(Data records begins)

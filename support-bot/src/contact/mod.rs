//! Contact-lookup adapters. The Airtable client is used when configured;
//! otherwise callers fall back to [`support_core::StaticLookup`].

mod airtable;

pub use airtable::AirtableLookup;
#![allow(dead_code)]

use std::collections::VecDeque;
use std::sync::{Arc, Mutex};

use rtc_sas::candidate::RTCIceCandidateInit;
use rtc_sas::engine::{ConnectionEngine, LocalResourceSource};
use rtc_sas::error::{Error, Result};
use rtc_sas::sdp::RTCSessionDescription;
use rtc_sas::signal::SignalSink;

pub const ALICE_FINGERPRINT: &str =
    "6B:8B:F0:65:5F:78:E2:51:3B:AC:6F:F3:3F:46:1B:35:DC:B8:5F:64:1A:24:C2:43:F0:A1:58:D0:A1:2C:19:08";
pub const BOB_FINGERPRINT: &str =
    "10:20:30:40:50:60:70:80:90:A0:B0:C0:D0:E0:F0:00:11:22:33:44:55:66:77:88:99:AA:BB:CC:DD:EE:FF:01";

pub fn init_log() {
    env_logger::builder()
        .filter_level(log::LevelFilter::Debug)
        .is_test(true)
        .try_init()
        .ok();
}

pub fn sdp_with_fingerprint(session: &str, fingerprint: Option<&str>) -> String {
    let mut sdp = format!("v=0\r\no=- 0 0 IN IP4 127.0.0.1\r\ns={session}\r\nt=0 0\r\n");
    if let Some(fingerprint) = fingerprint {
        sdp.push_str(&format!("a=fingerprint:sha-256 {fingerprint}\r\n"));
    }
    sdp.push_str("m=application 9 UDP/DTLS/SCTP webrtc-datachannel\r\n");
    sdp
}

/// Which engine call should fail.
#[derive(Debug, Default, Copy, Clone, PartialEq, Eq)]
pub enum FailAt {
    #[default]
    Nothing,
    CreateOffer,
    CreateAnswer,
    SetLocalDescription,
    SetRemoteDescription,
    AddIceCandidate,
    AddLocalResource,
}

/// Connection engine that answers with canned descriptions and records the
/// calls it receives. Like a real engine it refuses remote candidates until
/// a remote description is set.
#[derive(Debug, Default)]
pub struct ScriptedEngine {
    pub session: String,
    pub fingerprint: Option<String>,
    pub fail_at: FailAt,

    pub calls: Vec<String>,
    pub local_description: Option<RTCSessionDescription>,
    pub remote_description: Option<RTCSessionDescription>,
    pub applied_candidates: Vec<RTCIceCandidateInit>,
    pub local_resources: Vec<String>,
}

impl ScriptedEngine {
    pub fn new(session: &str, fingerprint: Option<&str>) -> Self {
        Self {
            session: session.to_owned(),
            fingerprint: fingerprint.map(str::to_owned),
            ..Default::default()
        }
    }

    pub fn failing_at(mut self, fail_at: FailAt) -> Self {
        self.fail_at = fail_at;
        self
    }

    fn check(&mut self, call: &str, fail_at: FailAt) -> Result<()> {
        self.calls.push(call.to_owned());
        if self.fail_at == fail_at {
            Err(Error::Other(format!("{call} refused")))
        } else {
            Ok(())
        }
    }

    fn sdp(&self) -> String {
        sdp_with_fingerprint(&self.session, self.fingerprint.as_deref())
    }
}

impl ConnectionEngine for ScriptedEngine {
    type LocalResource = String;

    async fn create_offer(&mut self) -> Result<RTCSessionDescription> {
        self.check("create_offer", FailAt::CreateOffer)?;
        Ok(RTCSessionDescription::offer(self.sdp()))
    }

    async fn create_answer(&mut self) -> Result<RTCSessionDescription> {
        self.check("create_answer", FailAt::CreateAnswer)?;
        if self.remote_description.is_none() {
            return Err(Error::Other("no remote offer".to_owned()));
        }
        Ok(RTCSessionDescription::answer(self.sdp()))
    }

    async fn set_local_description(&mut self, description: &RTCSessionDescription) -> Result<()> {
        self.check("set_local_description", FailAt::SetLocalDescription)?;
        self.local_description = Some(description.clone());
        Ok(())
    }

    async fn set_remote_description(
        &mut self,
        description: &RTCSessionDescription,
    ) -> Result<()> {
        self.check("set_remote_description", FailAt::SetRemoteDescription)?;
        self.remote_description = Some(description.clone());
        Ok(())
    }

    async fn add_ice_candidate(&mut self, candidate: &RTCIceCandidateInit) -> Result<()> {
        self.check("add_ice_candidate", FailAt::AddIceCandidate)?;
        if self.remote_description.is_none() {
            return Err(Error::Other(
                "remote description is not set, candidate dropped".to_owned(),
            ));
        }
        self.applied_candidates.push(candidate.clone());
        Ok(())
    }

    fn add_local_resource(&mut self, resource: String) -> Result<()> {
        self.check("add_local_resource", FailAt::AddLocalResource)?;
        self.local_resources.push(resource);
        Ok(())
    }
}

/// Local media source handing out a named track.
pub struct FakeCamera {
    pub track: String,
    pub available: bool,
}

impl LocalResourceSource for FakeCamera {
    type Resource = String;

    async fn acquire(&mut self) -> Result<String> {
        if self.available {
            Ok(self.track.clone())
        } else {
            Err(Error::Other("camera busy".to_owned()))
        }
    }
}

/// Signal sink collecting everything an endpoint sends.
#[derive(Debug, Default, Clone)]
pub struct Outbox(Arc<Mutex<VecDeque<String>>>);

impl Outbox {
    pub fn pop(&self) -> Option<String> {
        self.0.lock().unwrap().pop_front()
    }

    pub fn drain(&self) -> Vec<String> {
        self.0.lock().unwrap().drain(..).collect()
    }

    pub fn len(&self) -> usize {
        self.0.lock().unwrap().len()
    }
}

impl SignalSink for Outbox {
    fn send_signal(&mut self, text: String) {
        self.0.lock().unwrap().push_back(text);
    }
}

(Data records ends)

== What is needed ==
Reproduce exactly the line containing "self.local_resources.push(resource);" and every line after it through the end of the records above, and nothing else.

== Result for this exercise ==
        self.local_resources.push(resource);
        Ok(())
    }
}

/// Local media source handing out a named track.
pub struct FakeCamera {
    pub track: String,
    pub available: bool,
}

impl LocalResourceSource for FakeCamera {
    type Resource = String;

    async fn acquire(&mut self) -> Result<String> {
        if self.available {
            Ok(self.track.clone())
        } else {
            Err(Error::Other("camera busy".to_owned()))
        }
    }
}

/// Signal sink collecting everything an endpoint sends.
#[derive(Debug, Default, Clone)]
pub struct Outbox(Arc<Mutex<VecDeque<String>>>);

impl Outbox {
    pub fn pop(&self) -> Option<String> {
        self.0.lock().unwrap().pop_front()
    }

    pub fn drain(&self) -> Vec<String> {
        self.0.lock().unwrap().drain(..).collect()
    }

    pub fn len(&self) -> usize {
        self.0.lock().unwrap().len()
    }
}

impl SignalSink for Outbox {
    fn send_signal(&mut self, text: String) {
        self.0.lock().unwrap().push_back(text);
    }
}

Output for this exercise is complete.